Find every line in the records below that holds the word "timeout" and copy it.

(Recorded data)
Content starts
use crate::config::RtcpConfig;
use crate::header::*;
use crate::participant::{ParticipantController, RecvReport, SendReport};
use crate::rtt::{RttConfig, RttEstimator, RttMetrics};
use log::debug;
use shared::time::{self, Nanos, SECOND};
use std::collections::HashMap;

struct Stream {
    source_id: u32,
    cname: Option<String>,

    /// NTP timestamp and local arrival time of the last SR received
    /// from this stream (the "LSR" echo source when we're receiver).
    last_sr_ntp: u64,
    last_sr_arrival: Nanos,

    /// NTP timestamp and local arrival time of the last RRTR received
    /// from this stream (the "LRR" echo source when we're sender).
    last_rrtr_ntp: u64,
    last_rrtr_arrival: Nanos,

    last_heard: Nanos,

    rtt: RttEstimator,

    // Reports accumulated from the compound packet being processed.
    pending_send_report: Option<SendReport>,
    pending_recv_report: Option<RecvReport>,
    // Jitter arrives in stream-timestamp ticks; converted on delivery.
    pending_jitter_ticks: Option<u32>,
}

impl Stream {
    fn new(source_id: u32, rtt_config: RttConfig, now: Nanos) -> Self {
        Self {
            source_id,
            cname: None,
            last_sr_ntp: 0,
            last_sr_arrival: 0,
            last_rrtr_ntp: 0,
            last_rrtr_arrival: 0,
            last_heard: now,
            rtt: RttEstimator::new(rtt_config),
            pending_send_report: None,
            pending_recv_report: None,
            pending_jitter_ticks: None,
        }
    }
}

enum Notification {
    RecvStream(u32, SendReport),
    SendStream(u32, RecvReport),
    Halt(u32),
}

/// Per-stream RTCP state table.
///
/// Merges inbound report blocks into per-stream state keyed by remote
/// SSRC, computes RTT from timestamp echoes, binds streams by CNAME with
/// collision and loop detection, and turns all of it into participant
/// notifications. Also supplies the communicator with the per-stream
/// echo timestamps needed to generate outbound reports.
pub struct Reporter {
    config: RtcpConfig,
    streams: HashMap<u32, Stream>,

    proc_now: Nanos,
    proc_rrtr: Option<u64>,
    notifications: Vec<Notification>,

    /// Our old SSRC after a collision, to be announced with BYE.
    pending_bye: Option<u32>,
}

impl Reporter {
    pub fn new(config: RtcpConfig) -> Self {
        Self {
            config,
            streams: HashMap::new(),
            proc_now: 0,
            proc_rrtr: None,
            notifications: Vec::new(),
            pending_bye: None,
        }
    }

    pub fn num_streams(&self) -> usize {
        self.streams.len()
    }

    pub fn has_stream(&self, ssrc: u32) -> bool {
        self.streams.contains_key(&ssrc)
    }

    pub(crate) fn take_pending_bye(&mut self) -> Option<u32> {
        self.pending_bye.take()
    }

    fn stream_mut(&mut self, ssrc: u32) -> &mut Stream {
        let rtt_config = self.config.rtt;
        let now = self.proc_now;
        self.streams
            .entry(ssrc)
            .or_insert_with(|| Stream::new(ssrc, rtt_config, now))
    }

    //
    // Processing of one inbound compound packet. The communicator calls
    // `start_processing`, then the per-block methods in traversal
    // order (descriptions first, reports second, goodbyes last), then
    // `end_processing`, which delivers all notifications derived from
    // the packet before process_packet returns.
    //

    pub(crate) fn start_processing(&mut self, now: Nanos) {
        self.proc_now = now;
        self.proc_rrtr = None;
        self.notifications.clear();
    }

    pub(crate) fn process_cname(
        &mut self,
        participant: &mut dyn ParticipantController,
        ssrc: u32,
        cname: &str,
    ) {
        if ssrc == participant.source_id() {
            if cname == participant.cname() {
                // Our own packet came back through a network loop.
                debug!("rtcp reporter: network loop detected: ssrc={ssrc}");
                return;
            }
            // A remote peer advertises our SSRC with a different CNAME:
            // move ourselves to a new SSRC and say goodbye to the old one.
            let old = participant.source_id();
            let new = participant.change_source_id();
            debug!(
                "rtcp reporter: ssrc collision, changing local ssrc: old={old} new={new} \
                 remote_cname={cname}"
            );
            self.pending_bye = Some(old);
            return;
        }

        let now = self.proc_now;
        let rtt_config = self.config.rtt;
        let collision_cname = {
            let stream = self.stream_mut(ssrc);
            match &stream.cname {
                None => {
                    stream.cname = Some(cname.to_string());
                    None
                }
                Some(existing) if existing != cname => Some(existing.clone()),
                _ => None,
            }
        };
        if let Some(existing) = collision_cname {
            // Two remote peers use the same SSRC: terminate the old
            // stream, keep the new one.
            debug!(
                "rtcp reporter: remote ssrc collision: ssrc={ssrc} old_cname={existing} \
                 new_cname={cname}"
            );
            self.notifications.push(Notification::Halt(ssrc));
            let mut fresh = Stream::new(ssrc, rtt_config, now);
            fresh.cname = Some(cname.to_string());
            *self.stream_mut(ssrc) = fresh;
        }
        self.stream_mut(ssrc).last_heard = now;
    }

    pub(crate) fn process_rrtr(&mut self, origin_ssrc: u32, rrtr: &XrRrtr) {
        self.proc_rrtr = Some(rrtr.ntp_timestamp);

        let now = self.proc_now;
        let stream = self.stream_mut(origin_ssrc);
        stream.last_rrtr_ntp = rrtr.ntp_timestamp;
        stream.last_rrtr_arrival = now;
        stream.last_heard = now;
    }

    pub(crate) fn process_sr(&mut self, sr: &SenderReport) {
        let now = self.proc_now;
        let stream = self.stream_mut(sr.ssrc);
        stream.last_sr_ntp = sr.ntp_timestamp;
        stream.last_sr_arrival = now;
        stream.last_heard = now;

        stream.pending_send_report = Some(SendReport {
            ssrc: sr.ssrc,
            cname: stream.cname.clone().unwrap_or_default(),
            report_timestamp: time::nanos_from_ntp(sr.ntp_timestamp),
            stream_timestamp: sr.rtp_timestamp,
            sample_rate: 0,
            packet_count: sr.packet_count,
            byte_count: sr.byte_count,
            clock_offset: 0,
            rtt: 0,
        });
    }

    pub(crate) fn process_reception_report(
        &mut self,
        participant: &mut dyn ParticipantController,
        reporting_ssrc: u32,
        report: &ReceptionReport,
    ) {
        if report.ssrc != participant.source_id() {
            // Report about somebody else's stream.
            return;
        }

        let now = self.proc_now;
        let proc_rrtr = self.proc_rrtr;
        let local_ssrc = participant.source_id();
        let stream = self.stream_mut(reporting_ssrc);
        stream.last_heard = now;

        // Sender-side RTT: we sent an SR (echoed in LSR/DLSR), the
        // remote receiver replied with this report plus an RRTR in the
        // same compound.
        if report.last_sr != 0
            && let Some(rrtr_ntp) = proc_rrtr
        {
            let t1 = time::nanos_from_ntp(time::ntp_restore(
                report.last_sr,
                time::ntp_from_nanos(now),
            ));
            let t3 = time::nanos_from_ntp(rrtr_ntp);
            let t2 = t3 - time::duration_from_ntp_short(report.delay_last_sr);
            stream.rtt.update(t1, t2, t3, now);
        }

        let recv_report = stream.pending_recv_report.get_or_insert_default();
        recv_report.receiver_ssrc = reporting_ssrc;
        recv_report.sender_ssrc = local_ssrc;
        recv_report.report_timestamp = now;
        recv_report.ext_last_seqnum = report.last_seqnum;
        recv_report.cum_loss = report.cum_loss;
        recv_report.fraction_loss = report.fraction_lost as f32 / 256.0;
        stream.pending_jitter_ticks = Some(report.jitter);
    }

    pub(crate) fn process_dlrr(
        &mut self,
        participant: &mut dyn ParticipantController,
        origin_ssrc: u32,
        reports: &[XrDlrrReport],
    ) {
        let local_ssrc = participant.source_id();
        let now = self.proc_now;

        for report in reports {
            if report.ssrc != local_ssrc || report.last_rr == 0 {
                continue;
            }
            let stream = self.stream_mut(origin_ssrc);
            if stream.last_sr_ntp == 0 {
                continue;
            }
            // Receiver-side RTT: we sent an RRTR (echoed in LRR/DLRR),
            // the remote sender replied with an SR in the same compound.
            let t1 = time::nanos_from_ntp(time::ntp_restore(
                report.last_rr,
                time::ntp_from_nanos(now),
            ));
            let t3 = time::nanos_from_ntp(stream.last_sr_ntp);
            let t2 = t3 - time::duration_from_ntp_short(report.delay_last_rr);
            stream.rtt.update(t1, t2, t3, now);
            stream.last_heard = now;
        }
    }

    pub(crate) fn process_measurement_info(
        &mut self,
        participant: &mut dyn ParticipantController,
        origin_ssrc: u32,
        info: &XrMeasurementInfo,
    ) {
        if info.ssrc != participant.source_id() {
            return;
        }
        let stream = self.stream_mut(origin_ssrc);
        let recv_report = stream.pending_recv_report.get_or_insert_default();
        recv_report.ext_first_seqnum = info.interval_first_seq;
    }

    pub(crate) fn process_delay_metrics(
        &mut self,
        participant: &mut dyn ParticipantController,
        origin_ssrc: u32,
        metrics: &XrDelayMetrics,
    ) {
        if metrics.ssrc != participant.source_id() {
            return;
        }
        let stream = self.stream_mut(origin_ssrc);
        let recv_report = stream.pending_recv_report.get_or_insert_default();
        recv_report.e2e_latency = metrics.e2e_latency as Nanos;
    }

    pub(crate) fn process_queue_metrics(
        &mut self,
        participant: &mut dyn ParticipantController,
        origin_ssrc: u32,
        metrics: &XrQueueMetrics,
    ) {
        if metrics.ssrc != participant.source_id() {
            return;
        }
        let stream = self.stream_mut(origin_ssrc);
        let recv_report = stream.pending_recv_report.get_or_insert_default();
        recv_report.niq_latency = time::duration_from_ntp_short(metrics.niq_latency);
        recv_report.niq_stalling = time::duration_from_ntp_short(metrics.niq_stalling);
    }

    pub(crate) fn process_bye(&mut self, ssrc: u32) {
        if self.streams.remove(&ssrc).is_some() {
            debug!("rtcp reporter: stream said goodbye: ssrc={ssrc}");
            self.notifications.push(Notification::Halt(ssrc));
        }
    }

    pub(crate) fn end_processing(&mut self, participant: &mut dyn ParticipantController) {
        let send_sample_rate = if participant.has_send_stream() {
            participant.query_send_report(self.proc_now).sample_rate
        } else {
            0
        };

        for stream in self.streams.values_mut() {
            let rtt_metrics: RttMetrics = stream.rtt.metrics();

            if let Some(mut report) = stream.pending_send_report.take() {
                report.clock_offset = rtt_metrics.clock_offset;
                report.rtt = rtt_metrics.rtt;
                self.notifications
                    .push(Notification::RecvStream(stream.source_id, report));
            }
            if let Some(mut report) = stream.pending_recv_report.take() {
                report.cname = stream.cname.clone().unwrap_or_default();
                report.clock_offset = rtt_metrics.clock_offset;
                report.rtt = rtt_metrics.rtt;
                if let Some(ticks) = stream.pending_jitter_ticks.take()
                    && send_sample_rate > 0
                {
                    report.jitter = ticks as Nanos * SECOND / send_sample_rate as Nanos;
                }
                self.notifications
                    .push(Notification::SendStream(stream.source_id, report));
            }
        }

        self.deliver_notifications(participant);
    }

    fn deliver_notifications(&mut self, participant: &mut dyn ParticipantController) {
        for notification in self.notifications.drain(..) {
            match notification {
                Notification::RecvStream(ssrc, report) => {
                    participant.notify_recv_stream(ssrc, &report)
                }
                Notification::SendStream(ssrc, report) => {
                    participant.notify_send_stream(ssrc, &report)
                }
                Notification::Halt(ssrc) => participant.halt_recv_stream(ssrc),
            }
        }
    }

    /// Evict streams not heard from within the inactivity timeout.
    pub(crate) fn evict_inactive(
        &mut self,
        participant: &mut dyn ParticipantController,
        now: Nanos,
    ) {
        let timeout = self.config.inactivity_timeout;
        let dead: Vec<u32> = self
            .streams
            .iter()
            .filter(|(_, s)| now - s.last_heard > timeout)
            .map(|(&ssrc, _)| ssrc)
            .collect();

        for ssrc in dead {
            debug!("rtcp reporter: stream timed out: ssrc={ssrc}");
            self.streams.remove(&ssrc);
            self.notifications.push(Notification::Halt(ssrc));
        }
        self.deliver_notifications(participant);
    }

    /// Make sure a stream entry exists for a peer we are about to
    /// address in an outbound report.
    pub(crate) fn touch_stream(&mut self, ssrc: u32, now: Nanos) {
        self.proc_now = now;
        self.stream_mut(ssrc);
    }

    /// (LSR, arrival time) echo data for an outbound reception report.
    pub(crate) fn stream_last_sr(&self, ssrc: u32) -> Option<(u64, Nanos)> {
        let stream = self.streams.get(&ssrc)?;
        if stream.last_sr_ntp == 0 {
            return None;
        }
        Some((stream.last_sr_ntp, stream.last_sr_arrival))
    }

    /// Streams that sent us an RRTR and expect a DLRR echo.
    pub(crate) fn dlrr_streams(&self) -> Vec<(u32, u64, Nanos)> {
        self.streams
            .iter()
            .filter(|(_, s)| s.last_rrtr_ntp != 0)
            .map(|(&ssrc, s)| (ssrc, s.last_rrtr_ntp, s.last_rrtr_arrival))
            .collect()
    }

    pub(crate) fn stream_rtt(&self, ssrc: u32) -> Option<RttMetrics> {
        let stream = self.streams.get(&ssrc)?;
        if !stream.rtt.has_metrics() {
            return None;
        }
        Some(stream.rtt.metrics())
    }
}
Content ends
[Response to the task]
    /// Evict streams not heard from within the inactivity timeout.
        let timeout = self.config.inactivity_timeout;
            .filter(|(_, s)| now - s.last_heard > timeout)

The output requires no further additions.